When our eyes met, something shifted. Not the polite recognition of strangers—no. It was a collision. The kind of look that strips you bare in an instant.

She smiled, nervous, tucking a curl behind her ear. And I knew I was ruined.

Later, I found her on the rooftop. She was leaning on the railing, city lights flickering against her skin, breathing like she was trying to catch stars in her lungs.

“You don’t like crowds,” she said without looking at me.

Neither do I. But I lied. “I like watching them.”

She laughed, low and soft. “That’s a terrible answer.”

I should’ve walked away. Instead, I stayed. Stayed and let her pull the truth out of me in pieces, like it was the easiest thing in the world. She didn’t know who I was—not really. Not what my family name meant. And for the first time, I didn’t want her to know.

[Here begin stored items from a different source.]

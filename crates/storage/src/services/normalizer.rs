//! Turns a ballot into the canonical total for its role.
//!
//! The judge total is the plain sum of accepted category scores. Submission,
//! audit and repair all go through `raw_sum`, so a stored total can always be
//! checked against its ratings.

use rust_decimal::Decimal;
use std::collections::HashSet;

use crate::models::{Ballot, CategoryRegistry, MAX_SCALE, QuestionAnswer, Rating, VoteRole};

/// Entry dropped while normalizing, with the reason
#[derive(Debug, Clone, PartialEq, Eq)]
pub struct IgnoredEntry {
    pub id: String,
    pub score: i32,
    pub reason: IgnoreReason,
}

#[derive(Debug, Clone, Copy, PartialEq, Eq)]
pub enum IgnoreReason {
    UnknownCategory,
    UnknownQuestion,
    Duplicate,
    OutOfScale,
    WrongBallotKind,
}

/// Result of normalizing a ballot
#[derive(Debug, Clone, PartialEq)]
pub struct Normalized {
    pub total: Decimal,
    pub ratings: Vec<Rating>,
    pub answers: Vec<QuestionAnswer>,
    pub ignored: Vec<IgnoredEntry>,
}

impl Normalized {
    fn empty() -> Self {
        Self {
            total: Decimal::ZERO,
            ratings: Vec::new(),
            answers: Vec::new(),
            ignored: Vec::new(),
        }
    }
}

/// Role-specific scoring rules
///
/// Never fails: anything it cannot use is reported in `Normalized::ignored`
/// and contributes nothing.
pub trait VoteStrategy: Send + Sync {
    fn role(&self) -> VoteRole;

    fn applies_to(&self, role: VoteRole) -> bool {
        self.role() == role
    }

    fn normalize(&self, ballot: &Ballot, registry: &CategoryRegistry) -> Normalized;
}

pub struct JudgeVoteStrategy;

pub struct SpectatorVoteStrategy;

impl VoteStrategy for JudgeVoteStrategy {
    fn role(&self) -> VoteRole {
        VoteRole::Judge
    }

    fn normalize(&self, ballot: &Ballot, registry: &CategoryRegistry) -> Normalized {
        let mut normalized = Normalized::empty();

        let ratings = match ballot {
            Ballot::Ratings { ratings } => ratings,
            Ballot::Like { .. } => {
                normalized.ignored.push(IgnoredEntry {
                    id: "like".to_string(),
                    score: 0,
                    reason: IgnoreReason::WrongBallotKind,
                });
                return normalized;
            }
        };

        let mut seen = HashSet::new();
        for rating in ratings {
            let reason = if !registry.has_category(&rating.category_id) {
                Some(IgnoreReason::UnknownCategory)
            } else if !in_scale(rating.score) {
                Some(IgnoreReason::OutOfScale)
            } else if !seen.insert(rating.category_id.as_str()) {
                Some(IgnoreReason::Duplicate)
            } else {
                None
            };

            match reason {
                Some(reason) => normalized.ignored.push(IgnoredEntry {
                    id: rating.category_id.clone(),
                    score: rating.score,
                    reason,
                }),
                None => normalized.ratings.push(rating.clone()),
            }
        }

        normalized.total = raw_sum(&normalized.ratings);
        normalized
    }
}

impl VoteStrategy for SpectatorVoteStrategy {
    fn role(&self) -> VoteRole {
        VoteRole::Spectator
    }

    /// A spectator vote is one like. Answers are kept for reporting and never
    /// touch the total.
    fn normalize(&self, ballot: &Ballot, registry: &CategoryRegistry) -> Normalized {
        let mut normalized = Normalized::empty();
        normalized.total = Decimal::ONE;

        let answers = match ballot {
            Ballot::Like { answers } => answers,
            Ballot::Ratings { ratings } => {
                normalized
                    .ignored
                    .extend(ratings.iter().map(|r| IgnoredEntry {
                        id: r.category_id.clone(),
                        score: r.score,
                        reason: IgnoreReason::WrongBallotKind,
                    }));
                return normalized;
            }
        };

        let mut seen = HashSet::new();
        for answer in answers {
            let reason = if !registry.has_question(&answer.question_id) {
                Some(IgnoreReason::UnknownQuestion)
            } else if !in_scale(answer.score) {
                Some(IgnoreReason::OutOfScale)
            } else if !seen.insert(answer.question_id.as_str()) {
                Some(IgnoreReason::Duplicate)
            } else {
                None
            };

            match reason {
                Some(reason) => normalized.ignored.push(IgnoredEntry {
                    id: answer.question_id.clone(),
                    score: answer.score,
                    reason,
                }),
                None => normalized.answers.push(answer.clone()),
            }
        }

        normalized
    }
}

static JUDGE: JudgeVoteStrategy = JudgeVoteStrategy;
static SPECTATOR: SpectatorVoteStrategy = SpectatorVoteStrategy;

/// Strategy for a role
pub fn strategy_for(role: VoteRole) -> &'static dyn VoteStrategy {
    match role {
        VoteRole::Judge => &JUDGE,
        VoteRole::Spectator => &SPECTATOR,
    }
}

/// Canonical judge total: the unweighted sum of rating scores.
pub fn raw_sum(ratings: &[Rating]) -> Decimal {
    ratings.iter().map(|r| Decimal::from(r.score)).sum()
}

pub fn in_scale(score: i32) -> bool {
    (0..=MAX_SCALE).contains(&score)
}
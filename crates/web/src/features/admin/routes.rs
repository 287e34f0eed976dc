use axum::{
    Router, middleware,
    routing::{delete, patch, post},
};

use super::handlers::{
    create_presentation, delete_vote, mark_absent, repair_rollups, repair_vote_totals,
};
use crate::middleware::auth::{ApiKeys, require_auth};
use crate::state::AppState;

pub fn routes(api_keys: ApiKeys) -> Router<AppState> {
    Router::new()
        .route("/admin/presentations", post(create_presentation))
        .route("/admin/votes/:vote_id/absence", patch(mark_absent))
        .route("/admin/votes/:vote_id", delete(delete_vote))
        .route("/admin/repair/vote-totals", post(repair_vote_totals))
        .route("/admin/repair/rollups", post(repair_rollups))
        .route_layer(middleware::from_fn_with_state(api_keys, require_auth))
}
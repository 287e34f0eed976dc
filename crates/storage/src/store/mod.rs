//! Persistence port used by every engine service.
//!
//! Services receive a `&dyn VoteStore` instead of reaching for a shared
//! connection, so the PostgreSQL adapter (`Database`) and the in-memory
//! adapter (`MemoryStore`) are interchangeable.

use async_trait::async_trait;
use rust_decimal::Decimal;
use uuid::Uuid;

use crate::error::Result;
use crate::models::{CategoryRegistry, Presentation, PresentationRollup, VoteRecord};

pub mod memory;
mod postgres;

pub use memory::MemoryStore;

/// Hard ceiling on documents written by one batch commit.
pub const DEFAULT_MAX_BATCH_WRITES: usize = 400;

/// A single write inside a batch commit
#[derive(Debug, Clone, PartialEq)]
pub enum BatchWrite {
    /// Create a vote. The (user, presentation) pair must be free.
    InsertVote(VoteRecord),
    /// Replace a whole vote document, provided its history still holds
    /// `expected_revision` entries. A mismatch fails the batch.
    ReplaceVote {
        vote: VoteRecord,
        expected_revision: usize,
    },
    /// Moderation delete. `NotFound` fails the batch.
    DeleteVote(Uuid),
    /// Rewrite only the stored total of a vote and mark it as repaired.
    ///
    /// Applies only while the vote still holds `expected_total` at
    /// `expected_revision`; otherwise it is reported as stale and the rest of
    /// the batch goes through. `original_total_score` is set only when empty.
    CorrectTotal {
        vote_id: Uuid,
        expected_total: Decimal,
        expected_revision: usize,
        total_score: Decimal,
        original_total_score: Decimal,
    },
    /// Overwrite the cached rollup of a presentation
    Rollup {
        presentation_id: Uuid,
        rollup: PresentationRollup,
    },
}

/// What a committed batch actually changed
#[derive(Debug, Clone, Default, PartialEq)]
pub struct BatchReceipt {
    pub applied: usize,
    /// Votes whose `CorrectTotal` guard no longer matched
    pub stale: Vec<Uuid>,
}

#[async_trait]
pub trait VoteStore: Send + Sync {
    /// Largest batch accepted by `commit_batch`.
    fn max_batch_writes(&self) -> usize {
        DEFAULT_MAX_BATCH_WRITES
    }

    async fn load_registry(&self) -> Result<CategoryRegistry>;

    async fn get_presentation(&self, presentation_id: Uuid) -> Result<Option<Presentation>>;

    async fn list_presentations(&self) -> Result<Vec<Presentation>>;

    async fn upsert_presentation(&self, presentation: &Presentation) -> Result<()>;

    async fn get_vote(&self, user_id: &str, presentation_id: Uuid) -> Result<Option<VoteRecord>>;

    async fn get_vote_by_id(&self, vote_id: Uuid) -> Result<Option<VoteRecord>>;

    async fn list_votes_for_presentation(&self, presentation_id: Uuid) -> Result<Vec<VoteRecord>>;

    async fn list_votes_for_user(&self, user_id: &str) -> Result<Vec<VoteRecord>>;

    async fn list_votes(&self) -> Result<Vec<VoteRecord>>;

    /// Fails with `ConstraintViolation` when the (user, presentation) pair
    /// already has a vote.
    async fn insert_vote(&self, vote: &VoteRecord) -> Result<()>;

    async fn set_vote_absent(
        &self,
        vote_id: Uuid,
        is_absent: bool,
        reason: Option<&str>,
    ) -> Result<()>;

    async fn write_rollup(&self, presentation_id: Uuid, rollup: &PresentationRollup) -> Result<()>;

    /// Applies every write or none of them, except stale `CorrectTotal`
    /// writes which are skipped and listed in the receipt. Batches above
    /// `max_batch_writes` are refused with `BatchTooLarge`.
    async fn commit_batch(&self, writes: Vec<BatchWrite>) -> Result<BatchReceipt>;
}
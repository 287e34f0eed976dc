pub mod category;
pub mod presentation;
pub mod vote;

We talked until the music below faded, until the city grew quiet. She told me about books she loved, about dreams too fragile for a world like ours. I told her nothing I should’ve, and everything I shouldn’t have.

When she shivered, I gave her my jacket. She teased me for being cliché, but she kept it anyway.

And when she turned to leave, I caught her wrist.

“Don’t go yet,” I said.

She tilted her head, curious.. “Why not?”

Because I’d never felt like this before. Because the weight I carried, the empire I was born into, the sins that clung to me—none of it mattered when she looked at me.

“Because if you leave now,” I murmured, “I might never see you again.”

Her eyes softened. She stepped closer. And then she kissed me—quick, trembling, a spark that set fire to everything I thought I was.

That was the moment. The night everything changed.

And then—sirens. A message slipped into my pocket. Duty, betrayal, blood waiting just beyond the glittering lights. I pulled away, and she frowned, confused.

“I’ll come back,” I promised.

She nodded. But even then, some part of me knew promises were lies dressed in silk.

I never made it back to her that night---thought I lost my chance,

The glass trembles in my grip as the memory fades. My office is silent, the city sprawling beneath me,

I thought I’d buried that rooftop, that kiss, that girl. But fate isn’t merciful—it’s cruel. It brings back the things you can’t afford to lose, just to watch you unravel.

“Bella,” I whisper to the glass. “You were never supposed to survive me.”